Future Work

Future Work

  1. The new kit has a CPB - Might need to add a chapter explaining the difference and maybe even having the students getting the bluetooth to work.

  2. The photo of the button lab could be better.

  3. The circuit photo for the LSM6DS33 is not correct

  4. I did not perform the lab for the LSM6DS33 + LIS3MDL lab.

  5. I could not get the magnetometer to work.

  6. Equations on thermistor need to be expanded

  7. Equations relating voltage from protocol to Lux needs to be included

  8. Example plots for light, sound, acceleration, etc needs to be expanded

  9. Pendulum lab must be done in one of two ways. Either the pendulum is attached to a potentiometer or the CPX is mounted to the end of a string and data logged on board the CPX itself. The potentiometer is nice because you can record data with your laptop but the string idea is cool because you use the accelerometer. In either case you can make some really long pendulums

  10. 3D printing a disc with holes on the outside to eventually mount to a shaft would be a really cool angular velocity sensor lab. Tangibles that teach could easily include a 3D printed disc that can mount to a pencil for ease of rotation. Could also include the CAD drawings so students can print more or even edit the design for better or worse performance.
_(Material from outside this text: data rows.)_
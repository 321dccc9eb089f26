// SPDX-License-Identifier: MIT

#![cfg_attr(test, allow(clippy::panic))]
#![cfg_attr(test, allow(clippy::unwrap_used))]
#![cfg_attr(test, allow(clippy::expect_used))]

//! qop-storage: the persistent, SQLite-backed task queue.

mod migration;
pub mod queue;
pub mod record;

pub use migration::{MigrationError, CURRENT_SCHEMA_VERSION};
pub use queue::{Queue, QueueError, Record, DEFAULT_PRIORITY};
pub use record::{KindFilter, Progress, Status};
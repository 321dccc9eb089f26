// SPDX-License-Identifier: MIT

//! The worker loop: claim a task, run it, record its outcome, enqueue any
//! follow-up, and repeat until told to stop.
//!
//! Each worker owns a single `rusqlite::Connection` via its own `Queue`
//! handle rather than sharing one across tasks — `Queue` wraps a
//! non-`Send`-across-await-points connection, so it's moved into and back
//! out of a `spawn_blocking` closure every iteration instead of held across
//! an `.await`.

use std::path::PathBuf;
use std::time::Duration;

use qop_core::{IdGen, Task};
use qop_storage::{KindFilter, Queue, Record, Status};
use tokio::sync::watch;
use tokio::task::spawn_blocking;
use tracing::{error, info, warn};

use crate::error::EngineError;

/// Which half of the two-class worker pool a worker belongs to. Transfer
/// workers handle every kind except `Convert`; convert workers handle only
/// `Convert`, since transcoding is the CPU-bound half of the workload and
/// gets its own, separately-sized pool.
#[derive(Debug, Clone, Copy, PartialEq, Eq)]
pub enum WorkerClass {
    Transfer,
    Convert,
}

impl WorkerClass {
    pub fn label(self) -> &'static str {
        match self {
            WorkerClass::Transfer => "transfer",
            WorkerClass::Convert => "convert",
        }
    }

    fn kind_filter(self) -> KindFilter {
        match self {
            WorkerClass::Transfer => KindFilter::Exclude(qop_core::TaskKind::Convert),
            WorkerClass::Convert => KindFilter::Include(qop_core::TaskKind::Convert),
        }
    }
}

/// Priority assigned to a task spawned as a follow-up of another (the
/// `Move` out of a convert's staging area). Follow-ups jump ahead of
/// ordinary newly-submitted work so a convert's two halves land close
/// together in the log instead of a freshly-queued batch sneaking in
/// between them.
const SPAWNED_TASK_PRIORITY: i64 = -1;

/// How long an idle worker sleeps between empty polls of the queue.
const IDLE_POLL_INTERVAL: Duration = Duration::from_millis(200);

/// Run one worker until `shutdown` reports `true`.
///
/// `worker_id` is only used for log correlation; it has no effect on which
/// records this worker is eligible to claim (that's entirely `class` plus
/// what's actually `Pending` in the queue).
///
/// No explicit daemon-liveness probe: a worker here is a `tokio` task owned
/// by the daemon's own process rather than a forked child that could outlive
/// it, so "exit once the daemon is unreachable" holds by construction — the
/// runtime (and every task in it) goes away the instant the daemon process
/// does. See DESIGN.md for this substitution.
#[allow(clippy::expect_used)]
pub async fn run_worker(
    worker_id: usize,
    class: WorkerClass,
    queue_path: PathBuf,
    id_gen: impl IdGen + 'static,
    mut shutdown: watch::Receiver<bool>,
) -> Result<(), EngineError> {
    let mut queue = open_queue(&queue_path).await?;
    info!(worker_id, class = class.label(), "worker started");

    loop {
        if *shutdown.borrow() {
            break;
        }

        let filter = class.kind_filter();
        let gen = id_gen.clone();
        let (returned_queue, popped) = spawn_blocking(move || {
            let popped = queue.pop_with_retry(filter, &gen);
            (queue, popped)
        })
        .await
        .expect("worker thread panicked during pop");
        queue = returned_queue;

        let record = match popped {
            Ok(Some(record)) => record,
            Ok(None) => {
                if wait_or_shutdown(&mut shutdown, IDLE_POLL_INTERVAL).await {
                    break;
                }
                continue;
            }
            Err(err) => {
                error!(worker_id, error = %err, "pop failed");
                if wait_or_shutdown(&mut shutdown, IDLE_POLL_INTERVAL).await {
                    break;
                }
                continue;
            }
        };

        let (returned_queue, result) = spawn_blocking(move || {
            let outcome = process_record(&queue, &record);
            (queue, outcome)
        })
        .await
        .expect("worker thread panicked running task");
        queue = returned_queue;

        if let Err(err) = result {
            error!(worker_id, error = %err, "failed to finalize task");
        }
    }

    info!(worker_id, class = class.label(), "worker stopped");
    Ok(())
}

#[allow(clippy::expect_used)]
async fn open_queue(path: &std::path::Path) -> Result<Queue, EngineError> {
    let path = path.to_path_buf();
    spawn_blocking(move || Queue::open(&path))
        .await
        .expect("worker thread panicked opening queue")
        .map_err(EngineError::from)
}

/// Returns `true` if shutdown fired while waiting.
async fn wait_or_shutdown(shutdown: &mut watch::Receiver<bool>, timeout: Duration) -> bool {
    tokio::select! {
        _ = tokio::time::sleep(timeout) => false,
        changed = shutdown.changed() => changed.is_ok() && *shutdown.borrow(),
    }
}

/// Run a claimed record to completion, record its terminal status, and
/// enqueue any follow-up task it spawns.
fn process_record(queue: &Queue, record: &Record) -> Result<(), EngineError> {
    let status = match record.task.run() {
        Ok(qop_core::RunOutcome::Completed) => Status::Ok,
        Ok(qop_core::RunOutcome::Skipped) => Status::Skip,
        Err(err) => {
            warn!(record_id = record.id, error = %err, "task failed");
            Status::Fail
        }
    };

    queue.set_status(record.id, status)?;

    // A record with a parent is itself a spawned follow-up (currently only
    // the `Move` out of a convert's staging area); its terminal status
    // overwrites the parent's, so the parent's own row — what a client
    // actually asked for — reflects whether the *whole* operation landed,
    // not just its first half.
    if let Some(parent_id) = record.parent {
        queue.propagate_to_parent(parent_id, status)?;
    }

    // Only a clean success spawns a follow-up: a `Convert` that was skipped
    // never wrote `tmpdst`, and one that failed may have left a corrupt
    // partial file there — either way the Move must not run.
    if status == Status::Ok {
        if let Some(follow_up) = record.task.spawn(record.id) {
            enqueue_follow_up(queue, &follow_up, record.id)?;
        }
    }

    Ok(())
}

fn enqueue_follow_up(queue: &Queue, task: &Task, parent_id: i64) -> Result<(), EngineError> {
    queue.put(task, SPAWNED_TASK_PRIORITY, Some(parent_id))?;
    Ok(())
}

#[cfg(test)]
#[path = "worker_tests.rs"]
mod tests;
  11. Buying some load cells with the HMC converter and including them in the kit would add a whole lot different labs

  12. Buying some magnetometers to measure magnetic field and do some sensor fusion would be neat. Could do roll, pitch and yaw calibration if we included a magnetometer.

  13. Right now a lab just on roll and pitch estimation would be possible. Pendulum lab pretty much introduces them to this but could easily do an rc aircraft lab where they build an aircraft out of foam with an elevator and aileron so that the servos responds to roll and pitch change. There is a lab right now with just pitch but perhaps we could add roll to it.
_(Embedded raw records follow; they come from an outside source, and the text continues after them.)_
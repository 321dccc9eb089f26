//! Scenario: a task that always fails reaches a terminal FAIL state
//! without taking the daemon down with it.

use crate::prelude::*;

#[test]
fn fail_task_reaches_fail_state_and_daemon_stays_responsive() {
    let daemon = Daemon::start();

    daemon.qop().args(&["fail"]).passes().stdout_has("OK");

    let settled = wait_for(SPEC_WAIT_MAX_MS, || {
        let progress = daemon.progress();
        progress["fail"] == 1 && progress["pending"] == 0
    });
    assert!(settled, "the fail task should reach a terminal fail state");

    daemon
        .qop()
        .args(&["daemon", "is-active"])
        .passes()
        .stdout_has("true");
}
// SPDX-License-Identifier: MIT

//! Lock token generation.
//!
//! Queue records are claimed with a fresh, per-attempt token rather than
//! in-process object identity, so a claim is meaningful across processes
//! and hosts: workers share a queue file without needing any in-process
//! lock to agree on who owns a record.

use std::sync::atomic::{AtomicU64, Ordering};
use std::sync::Arc;

/// A per-attempt claim token stored in a queue record's `lock` column.
pub type LockToken = String;

/// Generates unique lock tokens.
pub trait IdGen: Clone + Send + Sync {
    fn next(&self) -> LockToken;
}

/// UUID-based generator for production use.
#[derive(Clone, Default)]
pub struct UuidIdGen;

impl IdGen for UuidIdGen {
    fn next(&self) -> LockToken {
        uuid::Uuid::new_v4().to_string()
    }
}

/// Sequential generator for deterministic tests.
#[derive(Clone)]
pub struct SequentialIdGen {
    prefix: String,
    counter: Arc<AtomicU64>,
}

impl SequentialIdGen {
    pub fn new(prefix: impl Into<String>) -> Self {
        Self {
            prefix: prefix.into(),
            counter: Arc::new(AtomicU64::new(1)),
        }
    }
}

impl Default for SequentialIdGen {
    fn default() -> Self {
        Self::new("lock")
    }
}

impl IdGen for SequentialIdGen {
    fn next(&self) -> LockToken {
        let n = self.counter.fetch_add(1, Ordering::SeqCst);
        format!("{}-{}", self.prefix, n)
    }
}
  14. Another cool project idea would be for the students to take temperature and light data on a cloudy day. Then have them infer if the amount of sunlight affected the temperature of the thermistor. They could plot the data with light on the x-axis and temperature on the y-axis and draw conclusions based on the plot they generate.
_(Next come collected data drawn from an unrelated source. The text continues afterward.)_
// SPDX-License-Identifier: MIT

//! Queue record types: status codes, the kind filter, and progress counts.

use qop_core::TaskKind;

/// Status of a queue record. Discriminants are part of the wire-visible
/// `QUEUE_PROGRESS` payload, not an implementation detail free to renumber.
#[derive(Debug, Clone, Copy, PartialEq, Eq)]
#[repr(i64)]
pub enum Status {
    Fail = -1,
    Pending = 0,
    Ok = 1,
    Skip = 2,
    Active = 3,
}

impl Status {
    pub fn as_i64(self) -> i64 {
        self as i64
    }

    pub fn from_i64(value: i64) -> Option<Self> {
        match value {
            -1 => Some(Status::Fail),
            0 => Some(Status::Pending),
            1 => Some(Status::Ok),
            2 => Some(Status::Skip),
            3 => Some(Status::Active),
            _ => None,
        }
    }

    /// A status reached only via `set_status` (not `pop`'s own claim step).
    pub fn is_terminal_or_pending(self) -> bool {
        !matches!(self, Status::Active)
    }
}

/// `pop`'s kind filter: at most one of include/exclude is ever active.
/// Transfer workers pass `Exclude(Convert)`; convert workers pass
/// `Include(Convert)`.
#[derive(Debug, Clone, Copy)]
pub enum KindFilter {
    None,
    Include(TaskKind),
    Exclude(TaskKind),
}

/// Aggregate counts by status, as returned by `QUEUE_PROGRESS`.
#[derive(Debug, Clone, Copy, Default, PartialEq, Eq)]
pub struct Progress {
    pub pending: u64,
    pub ok: u64,
    pub skip: u64,
    pub active: u64,
    pub fail: u64,
    pub total: u64,
}

/// The numeric `type` tag a given [`TaskKind`] serializes to in the wire
/// form (`qop_core::task::TaskDto::type`). Kept local rather than exported
/// from `qop-core` — the queue is the only consumer that needs to filter on
/// it via `json_extract`.
pub fn wire_type_tag(kind: TaskKind) -> i64 {
    match kind {
        TaskKind::Echo => 0,
        TaskKind::Sleep => 1,
        TaskKind::Fail => 2,
        TaskKind::Delete => 3,
        TaskKind::Copy => 4,
        TaskKind::Move => 5,
        TaskKind::SimpleConvert => 6,
        TaskKind::Convert => 7,
    }
}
  15. Could also have them take temperature and light data over the course of a whole day to plot sunrise and sunset and watch the ambient temperature rise and fall

  16. For the aliasing lab, have the students sample as fast as possible and obtain the natural frequency of the system. Then have them sample at 1.0, 2.0 and 3.0 times the natural frequency they obtained. I originally picked 1,10 and 100 as arbitrary sampling frequencies and it would have been better to do 2,4 and 6.

  17. On cool lab would be to take light data during sunset and watch light and temperature plummet.